BEGIN Provided records

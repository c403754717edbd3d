//! Prelude module for convenient imports.
//!
//! This module re-exports the most commonly used types and traits.
//!
//! ```
//! use objcbind::prelude::*;
//! ```

// Model types
pub use objcbind_model::{
    Capability, ModelError, ObjCTypeNames, PropertyDescriptor, ScalarKind, TypeCode,
    TypeNameResolver, TypeRef,
};

// Generation
pub use objcbind_codegen::objc::{box_value, from_boxed, to_boxed, unbox_value};
pub use objcbind_codegen::{
    Classification, CodegenConfig, CodegenError, OutputStreams, SourceWriter, SubscriptGenerator,
    SubscriptProtocol, classify, generate_subscripts,
};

END Provided records

▶ What is required:
Your answer should be a number only: the count of lines above in which the string "module" appears.

▶ Your solution:
2